Meanwhile, Sunday’s second first-round encounter almost followed a similar pattern, with Murphy establishing a 4-0 advantage at the mid-session interval.
However, he was then pegged back to 4-3 by world number 16 Wilson, who had initially struggled to settle on his debut at the venue.
A break of 101 in little over seven minutes, plus further runs of 92 and 52, suggested that the momentum had shifted in Wilson’s favour.
Murphy, who won the Masters a decade ago, responded with a wonderful century break of his own in the next frame to stop the rot and his experience told in a nervy ninth frame.

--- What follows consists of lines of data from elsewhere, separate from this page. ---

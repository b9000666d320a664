// Copyright (c) 2025 Steve Wagner (ciroque@live.com)
// SPDX-License-Identifier: MIT

mod loader;
mod runtime;

#[cfg(test)]
mod integration_tests;
pub mod consts;

pub use loader::{
    load_and_validate_config, load_config, BroadcastConfig, Config, MergeConfig, QueueConfig,
    ShareConfig, WindowConfig,
};
pub use runtime::StreamRuntime;
// Copyright (c) 2025 Steve Wagner (ciroque@live.com)
// SPDX-License-Identifier: MIT

//! Fluent combinator methods on [`SequenceRef`].
//!
//! ```
//! use seqflow::engine::{range, Context, SequenceExt};
//!
//! # #[tokio::main]
//! # async fn main() {
//! let evens = range(1, 10).filter(|v| v % 2 == 0).map(|v| v * 10);
//! let items = evens.to_list(&Context::new()).await.unwrap();
//! assert_eq!(items, vec![20, 40, 60, 80, 100]);
//! # }
//! ```

use std::time::Duration;

use futures::future::BoxFuture;
use futures::FutureExt;

use crate::engine::context::Context;
use crate::engine::{broadcast, elementwise, equal, merge, sequential, share, sinks, stateful, window, zip};
use crate::errors::SequenceResult;
use crate::traits::{Element, SequenceRef};

pub trait SequenceExt<T: Element> {
    fn map<U, F>(&self, projection: F) -> SequenceRef<U>
    where
        U: Element,
        F: Fn(T) -> U + Send + Sync + 'static;

    fn try_map<U, F>(&self, projection: F) -> SequenceRef<U>
    where
        U: Element,
        F: Fn(T) -> SequenceResult<U> + Send + Sync + 'static;

    fn filter<F>(&self, predicate: F) -> SequenceRef<T>
    where
        F: Fn(&T) -> bool + Send + Sync + 'static;

    fn try_filter<F>(&self, predicate: F) -> SequenceRef<T>
    where
        F: Fn(&T) -> SequenceResult<bool> + Send + Sync + 'static;

    fn inspect<F>(&self, observer: F) -> SequenceRef<T>
    where
        F: Fn(&T) + Send + Sync + 'static;

    fn skip(&self, count: usize) -> SequenceRef<T>;
    fn take(&self, count: usize) -> SequenceRef<T>;
    fn delay(&self, period: Duration) -> SequenceRef<T>;

    fn buffer(&self, size: usize) -> SequenceRef<Vec<T>>;
    fn buffer_all(&self) -> SequenceRef<Vec<T>>;
    fn window(&self, size: usize) -> SequenceRef<SequenceRef<T>>;

    fn scan<A, F>(&self, seed: A, fold: F) -> SequenceRef<A>
    where
        A: Element,
        F: Fn(A, T) -> A + Send + Sync + 'static;

    fn aggregate<F>(&self, fold: F) -> SequenceRef<T>
    where
        F: Fn(T, T) -> T + Send + Sync + 'static;

    fn aggregate_with<A, F>(&self, seed: A, fold: F) -> SequenceRef<A>
    where
        A: Element,
        F: Fn(A, T) -> A + Send + Sync + 'static;

    fn concat_with(&self, next: SequenceRef<T>) -> SequenceRef<T>;
    fn repeat(&self, count: usize) -> SequenceRef<T>;
    fn repeat_forever(&self) -> SequenceRef<T>;
    fn repeat_until_empty(&self) -> SequenceRef<T>;

    fn merge_with(&self, other: SequenceRef<T>) -> SequenceRef<T>;
    fn zip_with<B: Element>(&self, other: SequenceRef<B>) -> SequenceRef<(T, B)>;
    fn sequence_equal_by<F>(&self, other: SequenceRef<T>, comparer: F) -> SequenceRef<bool>
    where
        F: Fn(&T, &T) -> bool + Send + Sync + 'static;

    fn broadcast(&self, outputs: usize) -> Vec<SequenceRef<T>>;
    fn share(&self) -> SequenceRef<T>;

    /// Start under `context` and drain into a vector.
    fn to_list<'a>(&'a self, context: &'a Context) -> BoxFuture<'a, SequenceResult<Vec<T>>>;
}

impl<T: Element> SequenceExt<T> for SequenceRef<T> {
    fn map<U, F>(&self, projection: F) -> SequenceRef<U>
    where
        U: Element,
        F: Fn(T) -> U + Send + Sync + 'static,
    {
        elementwise::map(self.clone(), projection)
    }

    fn try_map<U, F>(&self, projection: F) -> SequenceRef<U>
    where
        U: Element,
        F: Fn(T) -> SequenceResult<U> + Send + Sync + 'static,
    {
        elementwise::try_map(self.clone(), projection)
    }

    fn filter<F>(&self, predicate: F) -> SequenceRef<T>
    where
        F: Fn(&T) -> bool + Send + Sync + 'static,
    {
        elementwise::filter(self.clone(), predicate)
    }

    fn try_filter<F>(&self, predicate: F) -> SequenceRef<T>
    where
        F: Fn(&T) -> SequenceResult<bool> + Send + Sync + 'static,
    {
        elementwise::try_filter(self.clone(), predicate)
    }

    fn inspect<F>(&self, observer: F) -> SequenceRef<T>
    where
        F: Fn(&T) + Send + Sync + 'static,
    {
        elementwise::inspect(self.clone(), observer)
    }

    fn skip(&self, count: usize) -> SequenceRef<T> {
        elementwise::skip(self.clone(), count)
    }

    fn take(&self, count: usize) -> SequenceRef<T> {
        elementwise::take(self.clone(), count)
    }

    fn delay(&self, period: Duration) -> SequenceRef<T> {
        elementwise::delay(self.clone(), period)
    }

    fn buffer(&self, size: usize) -> SequenceRef<Vec<T>> {
        stateful::buffer(self.clone(), size)
    }

    fn buffer_all(&self) -> SequenceRef<Vec<T>> {
        stateful::buffer_all(self.clone())
    }

    fn window(&self, size: usize) -> SequenceRef<SequenceRef<T>> {
        window::window(self.clone(), size)
    }

    fn scan<A, F>(&self, seed: A, fold: F) -> SequenceRef<A>
    where
        A: Element,
        F: Fn(A, T) -> A + Send + Sync + 'static,
    {
        stateful::scan(self.clone(), seed, fold)
    }

    fn aggregate<F>(&self, fold: F) -> SequenceRef<T>
    where
        F: Fn(T, T) -> T + Send + Sync + 'static,
    {
        stateful::aggregate(self.clone(), fold)
    }

    fn aggregate_with<A, F>(&self, seed: A, fold: F) -> SequenceRef<A>
    where
        A: Element,
        F: Fn(A, T) -> A + Send + Sync + 'static,
    {
        stateful::aggregate_with(self.clone(), seed, fold)
    }

    fn concat_with(&self, next: SequenceRef<T>) -> SequenceRef<T> {
        sequential::concat2(self.clone(), next)
    }

    fn repeat(&self, count: usize) -> SequenceRef<T> {
        sequential::repeat(self.clone(), count)
    }

    fn repeat_forever(&self) -> SequenceRef<T> {
        sequential::repeat_forever(self.clone())
    }

    fn repeat_until_empty(&self) -> SequenceRef<T> {
        sequential::repeat_until_empty(self.clone())
    }

    fn merge_with(&self, other: SequenceRef<T>) -> SequenceRef<T> {
        merge::merge(self.clone(), other)
    }

    fn zip_with<B: Element>(&self, other: SequenceRef<B>) -> SequenceRef<(T, B)> {
        zip::zip(self.clone(), other)
    }

    fn sequence_equal_by<F>(&self, other: SequenceRef<T>, comparer: F) -> SequenceRef<bool>
    where
        F: Fn(&T, &T) -> bool + Send + Sync + 'static,
    {
        equal::sequence_equal_by(self.clone(), other, comparer)
    }

    fn broadcast(&self, outputs: usize) -> Vec<SequenceRef<T>> {
        broadcast::broadcast(self.clone(), outputs)
    }

    fn share(&self) -> SequenceRef<T> {
        share::share(self.clone())
    }

    fn to_list<'a>(&'a self, context: &'a Context) -> BoxFuture<'a, SequenceResult<Vec<T>>> {
        sinks::to_list_async(self, context).boxed()
    }
}

/// Flattening for sequences of sequences.
pub trait FlattenExt<T: Element> {
    fn concat(&self) -> SequenceRef<T>;
    fn merge_all(&self, max_concurrent: Option<usize>) -> SequenceRef<T>;
}

impl<T: Element> FlattenExt<T> for SequenceRef<SequenceRef<T>> {
    fn concat(&self) -> SequenceRef<T> {
        sequential::concat(self.clone())
    }

    fn merge_all(&self, max_concurrent: Option<usize>) -> SequenceRef<T> {
        merge::merge_all(self.clone(), max_concurrent)
    }
}

#[cfg(test)]
mod tests {
    use super::*;
    use crate::engine::sources::{from_iter, range};

    #[tokio::test]
    async fn test_fluent_chain() {
        let ctx = Context::new();
        let total = range(1, 4)
            .concat_with(range(5, 2))
            .scan(0, |acc, v| acc + v)
            .take(3)
            .to_list(&ctx)
            .await
            .unwrap();
        assert_eq!(total, vec![1, 3, 6]);
    }

    #[tokio::test]
    async fn test_window_then_concat_restores_source() {
        let ctx = Context::new();
        let flat = range(0, 7).window(3).concat().to_list(&ctx).await.unwrap();
        assert_eq!(flat, (0..7).collect::<Vec<i64>>());
    }

    #[tokio::test]
    async fn test_zip_with_and_equality() {
        let ctx = Context::new();
        let pairs = from_iter(vec![1, 2]).zip_with(from_iter(vec!["one", "two"]));
        assert_eq!(pairs.to_list(&ctx).await.unwrap(), vec![(1, "one"), (2, "two")]);

        let same = range(0, 3).sequence_equal_by(range(0, 3), |a, b| a == b);
        assert_eq!(same.to_list(&ctx).await.unwrap(), vec![true]);
    }
}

“After the interval it did not feel very safe. I feel really proud of how I stood up and won that penultimate frame with a century,” Murphy told BBC Sport.
“You just want to get through. I have been working on my game and there are little green shoots of improvement, and there were moments I thought I played really well. In the end that burst of four frames was probably the difference.”
In contrast to a a visibly elated Murphy, who was quick to celebrate his win, Wilson cut a disconsolate figure.
“I am fed up. I didn’t even enjoy that. I didn’t enjoy playing, I didn’t enjoy the atmosphere,” he said.
“I enjoyed it in one sense when I was coming back, and the crowd were getting involved, but my game is just shot. I wasn’t cueing well.
“I feel a bit like Ding [Junhui] and Stephen Hendry, who have had problems, I am snatching at shots constantly. It wasn’t nerves. In another life you are thinking, ‘I’d love this, if I could cue properly I would be a really top player’. I just felt depressed out there.”